◆ INSTRUCTIONS FOR THE TASK ◆
Please retype the listing below exactly, from its opening line through the line where "polling, and a" appears.

◆ SUPPLIED RECORDS ◆
//! # deck2pdf
//!
//! Export a web-hosted slide presentation to PDF by driving the viewer's own
//! navigation over the Chrome DevTools Protocol (CDP): walk the deck
//! slide-by-slide, capture a raster snapshot of each slide, and assemble the
//! snapshots into a paginated document.
//!
//! ## Features
//!
//! - **Browser Session Management**: Launch or connect to Chrome/Chromium instances
//! - **Resilient Navigation**: Dual position signals, bounded polling, and a
//!   synthetic arrow-key fallback for a viewer that exposes no completion callback
//! - **Input Suppression**: User interaction with the host page is blocked for
//!   the duration of a traversal and always released afterwards
//! - **PDF Assembly**: One page per slide, sized to each snapshot at 72 pt per 96 px
//!
//! ## CLI
//!
//! The crate ships a `deck2pdf` binary (feature `cli`, enabled by default):
//!
//! ```bash
//! # Export immediately, headless
//! deck2pdf "https://docs.google.com/presentation/d/<id>/preview" --now
//!
//! # Headed: inject an export button into the viewer toolbar and wait for a click
//! deck2pdf "https://docs.google.com/presentation/d/<id>/preview" --headed
//! ```
//!
//! ## Library Usage
//!
//! ```rust,no_run
//! use deck2pdf::{BrowserSession, LaunchOptions};
//! use deck2pdf::{CdpCapture, CdpViewer, PdfAssembler, TraversalController};
//!
//! # fn main() -> deck2pdf::Result<()> {
//! let session = BrowserSession::launch(LaunchOptions::default())?;
//! session.navigate("https://docs.google.com/presentation/d/<id>/preview")?;
//! session.wait_for_navigation()?;
//!
//! let viewer = CdpViewer::new(&session);
//! let capture = CdpCapture::new(&session);
//! let assembler = PdfAssembler::new();
//!
//! let report = TraversalController::new(&viewer, &capture, &assembler)
//!     .with_output("deck.pdf")
//!     .export_all()?;
//! println!("captured {} of {} slides", report.captured, report.total_slides);
//! # Ok(())
//! # }
//! ```
//!
//! ## Module Overview
//!
//! - [`browser`]: Browser session management and configuration
//! - [`viewer`]: Slide locator, navigator, input guard, and the CDP viewer boundary
//! - [`export`]: Capture adapter, PDF assembler, and the traversal controller
//! - [`error`]: Error types and result aliases

pub mod browser;
pub mod error;
pub mod export;
pub mod viewer;

pub use browser::{BrowserSession, ConnectionOptions, LaunchOptions};
pub use error::{ExportError, Result};
pub use export::{
    CaptureAdapter, CapturedSlide, CdpCapture, DocumentAssembler, ExportReport, PdfAssembler,
    TraversalController, derive_filename,
};
pub use viewer::{
    CdpViewer, DeckSurface, HostUi, InputGuard, Navigator, NavigatorConfig, SlideLocator,
};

◆ RESPONSE AREA ◆
//! # deck2pdf
//!
//! Export a web-hosted slide presentation to PDF by driving the viewer's own
//! navigation over the Chrome DevTools Protocol (CDP): walk the deck
//! slide-by-slide, capture a raster snapshot of each slide, and assemble the
//! snapshots into a paginated document.
//!
//! ## Features
//!
//! - **Browser Session Management**: Launch or connect to Chrome/Chromium instances
//! - **Resilient Navigation**: Dual position signals, bounded polling, and a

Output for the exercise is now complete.